TASK OBJECTIVE. Using the records below, give again exactly the lines from the line that contains "let win_rate = if" through the line that contains "d(high), d(low), d(close))", both ends included, and only those.

──────── DATA EXTRACT

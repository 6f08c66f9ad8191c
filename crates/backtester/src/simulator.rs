//! Bar-by-bar backtest simulator.
//!
//! Runs the same [`OrderExecutor`] the live broker uses over one historical
//! series, with a fresh in-memory [`Ledger`] and no circuit breaker.

use chrono::{DateTime, Utc};
use rust_decimal::Decimal;
use serde::{Deserialize, Serialize};
use tracing::{debug, info};
use trading_core::config::ExecutionConfig;
use trading_core::types::{Bar, Fill, Signal, Trade};
use trading_core::{Error, Result};
use trading_engine::engine::Strategy;
use trading_engine::executor::OrderExecutor;
use trading_engine::ledger::Ledger;
use trading_engine::sizing::{PercentOfEquity, PositionSizer};

/// Result of a backtest run.
#[derive(Debug, Clone, PartialEq, Serialize, Deserialize)]
pub struct BacktestReport {
    pub ticker: String,
    pub initial_capital: Decimal,
    /// Equity after the last bar, open positions marked to its close.
    pub final_equity: Decimal,
    /// Fractional return on initial capital.
    pub total_return: Decimal,
    /// Share of closed round trips with positive P&L.
    pub win_rate: Decimal,
    /// Largest peak-to-trough decline of the equity curve, as a fraction.
    pub max_drawdown: Decimal,
    pub total_commission: Decimal,
    /// Equity curve (timestamp, value).
    pub equity_curve: Vec<(DateTime<Utc>, Decimal)>,
    /// Closed round trips.
    pub trades: Vec<Trade>,
    pub fills: Vec<Fill>,
}

impl BacktestReport {
    /// Check if the backtest was profitable.
    pub fn is_profitable(&self) -> bool {
        self.final_equity > self.initial_capital
    }
}

/// The backtest simulator.
pub struct Backtester {
    config: ExecutionConfig,
    initial_capital: Decimal,
    sizer: Option<Box<dyn Fn() -> Box<dyn PositionSizer>>>,
}

impl Backtester {
    pub fn new(config: ExecutionConfig, initial_capital: Decimal) -> Self {
        Self {
            config,
            initial_capital,
            sizer: None,
        }
    }

    /// Use a custom sizer instead of `position_size_pct` of equity. The
    /// factory is called once per run.
    pub fn with_sizer<F>(mut self, factory: F) -> Self
    where
        F: Fn() -> Box<dyn PositionSizer> + 'static,
    {
        self.sizer = Some(Box::new(factory));
        self
    }

    /// Replay `bars` with one optional signal per bar.
    pub fn run(
        &self,
        ticker: &str,
        bars: &[Bar],
        signals: &[Option<Signal>],
    ) -> Result<BacktestReport> {
        if bars.is_empty() {
            return Err(Error::data_unavailable(ticker, "no bars to backtest"));
        }
        if signals.len() != bars.len() {
            return Err(Error::data_unavailable(
                ticker,
                format!("{} signals for {} bars", signals.len(), bars.len()),
            ));
        }

        info!(
            ticker = %ticker,
            bars = bars.len(),
            initial_capital = %self.initial_capital,
            "Starting backtest"
        );

        let sizer: Box<dyn PositionSizer> = match &self.sizer {
            Some(factory) => factory(),
            None => Box::new(PercentOfEquity::new(self.config.position_size_pct)),
        };
        let mut executor = OrderExecutor::new(self.config.clone(), sizer);
        let mut ledger = Ledger::new(self.initial_capital);

        let mut equity_curve = Vec::with_capacity(bars.len());
        let mut trades = Vec::new();
        let mut fills = Vec::new();

        for (bar, signal) in bars.iter().zip(signals) {
            let outcome = executor.process_bar(&mut ledger, ticker, bar, signal.as_ref());
            if !outcome.is_empty() {
                debug!(
                    ticker = %ticker,
                    timestamp = %bar.timestamp,
                    fills = outcome.fills.len(),
                    exit = outcome.exit_executed,
                    "Bar produced fills"
                );
            }
            fills.extend(outcome.fills);
            trades.extend(outcome.trades);
            equity_curve.push((bar.timestamp, ledger.total_equity()));
        }

        let final_equity = ledger.total_equity();
        let total_return = if self.initial_capital.is_zero() {
            Decimal::ZERO
        } else {
            (final_equity - self.initial_capital) / self.initial_capital
        };
        let win_rate = if trades.is_empty() {
            Decimal::ZERO
        } else {
            let wins = trades.iter().filter(|t| t.is_win()).count();
            Decimal::from(wins) / Decimal::from(trades.len())
        };
        let max_drawdown = calculate_max_drawdown(self.initial_capital, &equity_curve);
        let total_commission = fills.iter().map(|f| f.commission).sum();

        info!(
            ticker = %ticker,
            final_equity = %final_equity,
            total_return = %total_return,
            trades = trades.len(),
            max_drawdown = %max_drawdown,
            "Backtest complete"
        );

        Ok(BacktestReport {
            ticker: ticker.to_string(),
            initial_capital: self.initial_capital,
            final_equity,
            total_return,
            win_rate,
            max_drawdown,
            total_commission,
            equity_curve,
            trades,
            fills,
        })
    }

    /// Generate signals with `strategy` over the whole series, then replay.
    pub fn run_strategy(
        &self,
        ticker: &str,
        bars: &[Bar],
        strategy: &dyn Strategy,
    ) -> Result<BacktestReport> {
        let signals = strategy.generate_signals(ticker, bars);
        self.run(ticker, bars, &signals)
    }
}

fn calculate_max_drawdown(initial: Decimal, equity_curve: &[(DateTime<Utc>, Decimal)]) -> Decimal {
    let mut peak = initial;
    let mut max_drawdown = Decimal::ZERO;

    for (_, value) in equity_curve {
        if *value > peak {
            peak = *value;
        }
        if peak > Decimal::ZERO {
            max_drawdown = max_drawdown.max((peak - *value) / peak);
        }
    }

    max_drawdown
}

#[cfg(test)]
mod tests {
    use super::*;
    use chrono::{Duration, TimeZone};
    use trading_core::types::TradeReason;

    fn d(value: i64) -> Decimal {
        Decimal::new(value, 0)
    }

    fn bar(day: i64, open: i64, high: i64, low: i64, close: i64) -> Bar {
        let start = Utc.with_ymd_and_hms(2023, 1, 2, 0, 0, 0).unwrap();
        Bar::new(start + Duration::days(day), d(open), d(high), d(low), d(close))
    }

    fn config(size_pct: i64) -> ExecutionConfig {
        ExecutionConfig {
            stop_loss_pct: Some(Decimal::new(5, 2)),
            take_profit_pct: Some(Decimal::new(10, 2)),
            trailing_stop_pct: None,
            position_size_pct: Decimal::new(size_pct, 2),
            slippage_pct: Decimal::ZERO,
            commission_pct: Decimal::ZERO,
            allow_short: false,
        }
    }

    struct BuyFirstBar;

    impl Strategy for BuyFirstBar {
        fn generate_signals(&self, _ticker: &str, bars: &[Bar]) -> Vec<Option<Signal>> {
            let mut signals = vec![None; bars.len()];
            if let Some(first) = signals.first_mut() {
                *first = Some(Signal::long());
            }
            signals
        }
    }

    #[test]
    fn test_take_profit_round_trip() {
        let backtester = Backtester::new(config(1), d(100_000));
        let bars = [bar(0, 100, 101, 99, 100), bar(1, 105, 115, 95, 105)];

        let report = backtester.run_strategy("AAPL", &bars, &BuyFirstBar).unwrap();
        assert_eq!(report.trades.len(), 1);
        assert_eq!(report.trades[0].reason, TradeReason::TakeProfit);
        assert_eq!(report.final_equity, d(100_100));
        assert_eq!(report.total_return, Decimal::new(1, 3));
        assert_eq!(report.win_rate, Decimal::ONE);
        assert_eq!(report.equity_curve.len(), 2);
        assert!(report.is_profitable());
    }

    #[test]
    fn test_open_position_marked_to_last_close() {
        let backtester = Backtester::new(config(1), d(100_000));
        let bars = [bar(0, 100, 101, 99, 100), bar(1, 100, 104, 98, 103)];

        let report = backtester.run_strategy("AAPL", &bars, &BuyFirstBar).unwrap();
        assert!(report.trades.is_empty());
        assert_eq!(report.fills.len(), 1);
        assert_eq!(report.final_equity, d(100_030));
    }

    #[test]
    fn test_max_drawdown_and_losing_trade() {
        let backtester = Backtester::new(config(10), d(100_000));
        let bars = [
            bar(0, 100, 101, 99, 100),
            bar(1, 100, 101, 96, 97),
            bar(2, 97, 98, 94, 96),
        ];

        let report = backtester.run_strategy("AAPL", &bars, &BuyFirstBar).unwrap();
        assert_eq!(report.trades.len(), 1);
        assert_eq!(report.trades[0].reason, TradeReason::StopLoss);
        assert_eq!(report.final_equity, d(99_500));
        assert_eq!(report.win_rate, Decimal::ZERO);
        assert_eq!(report.max_drawdown, Decimal::new(5, 3));
        assert!(!report.is_profitable());
    }

    #[test]
    fn test_custom_sizer() {
        let backtester = Backtester::new(config(1), d(100_000))
            .with_sizer(|| -> Box<dyn PositionSizer> {
                Box::new(|_: Decimal, _: Decimal| Decimal::new(3, 0))
            });
        let bars = [bar(0, 100, 101, 99, 100)];
        let report = backtester.run("AAPL", &bars, &[Some(Signal::long())]).unwrap();
        assert_eq!(report.fills[0].quantity, d(3));
    }

    #[test]
    fn test_input_errors() {
        let backtester = Backtester::new(config(1), d(100_000));
        assert!(matches!(
            backtester.run("AAPL", &[], &[]),
            Err(Error::DataUnavailable { .. })
        ));
        let bars = [bar(0, 100, 101, 99, 100)];
        assert!(backtester.run("AAPL", &bars, &[]).is_err());
    }
}
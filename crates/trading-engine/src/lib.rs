//! Trading Engine
//!
//! Cash and position bookkeeping, per-bar order execution, the persisted
//! paper broker, and the cycle that ties them to the circuit breaker.

pub mod broker;
pub mod engine;
pub mod executor;
pub mod ledger;
pub mod sizing;

pub use broker::{Broker, BrokerSnapshot, ExecutionReport, PaperBroker, TradeHook};
pub use engine::{CycleReport, DataSource, Strategy, TradingEngine};
pub use executor::{BarOutcome, ExecutorTrackers, OrderExecutor};
pub use ledger::Ledger;
pub use sizing::{PercentOfEquity, PositionSizer};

────────────────

RESPONSE AREA.
        let win_rate = if trades.is_empty() {
            Decimal::ZERO
        } else {
            let wins = trades.iter().filter(|t| t.is_win()).count();
            Decimal::from(wins) / Decimal::from(trades.len())
        };
        let max_drawdown = calculate_max_drawdown(self.initial_capital, &equity_curve);
        let total_commission = fills.iter().map(|f| f.commission).sum();

        info!(
            ticker = %ticker,
            final_equity = %final_equity,
            total_return = %total_return,
            trades = trades.len(),
            max_drawdown = %max_drawdown,
            "Backtest complete"
        );

        Ok(BacktestReport {
            ticker: ticker.to_string(),
            initial_capital: self.initial_capital,
            final_equity,
            total_return,
            win_rate,
            max_drawdown,
            total_commission,
            equity_curve,
            trades,
            fills,
        })
    }

    /// Generate signals with `strategy` over the whole series, then replay.
    pub fn run_strategy(
        &self,
        ticker: &str,
        bars: &[Bar],
        strategy: &dyn Strategy,
    ) -> Result<BacktestReport> {
        let signals = strategy.generate_signals(ticker, bars);
        self.run(ticker, bars, &signals)
    }
}

fn calculate_max_drawdown(initial: Decimal, equity_curve: &[(DateTime<Utc>, Decimal)]) -> Decimal {
    let mut peak = initial;
    let mut max_drawdown = Decimal::ZERO;

    for (_, value) in equity_curve {
        if *value > peak {
            peak = *value;
        }
        if peak > Decimal::ZERO {
            max_drawdown = max_drawdown.max((peak - *value) / peak);
        }
    }

    max_drawdown
}

#[cfg(test)]
mod tests {
    use super::*;
    use chrono::{Duration, TimeZone};
    use trading_core::types::TradeReason;

    fn d(value: i64) -> Decimal {
        Decimal::new(value, 0)
    }

    fn bar(day: i64, open: i64, high: i64, low: i64, close: i64) -> Bar {
        let start = Utc.with_ymd_and_hms(2023, 1, 2, 0, 0, 0).unwrap();
        Bar::new(start + Duration::days(day), d(open), d(high), d(low), d(close))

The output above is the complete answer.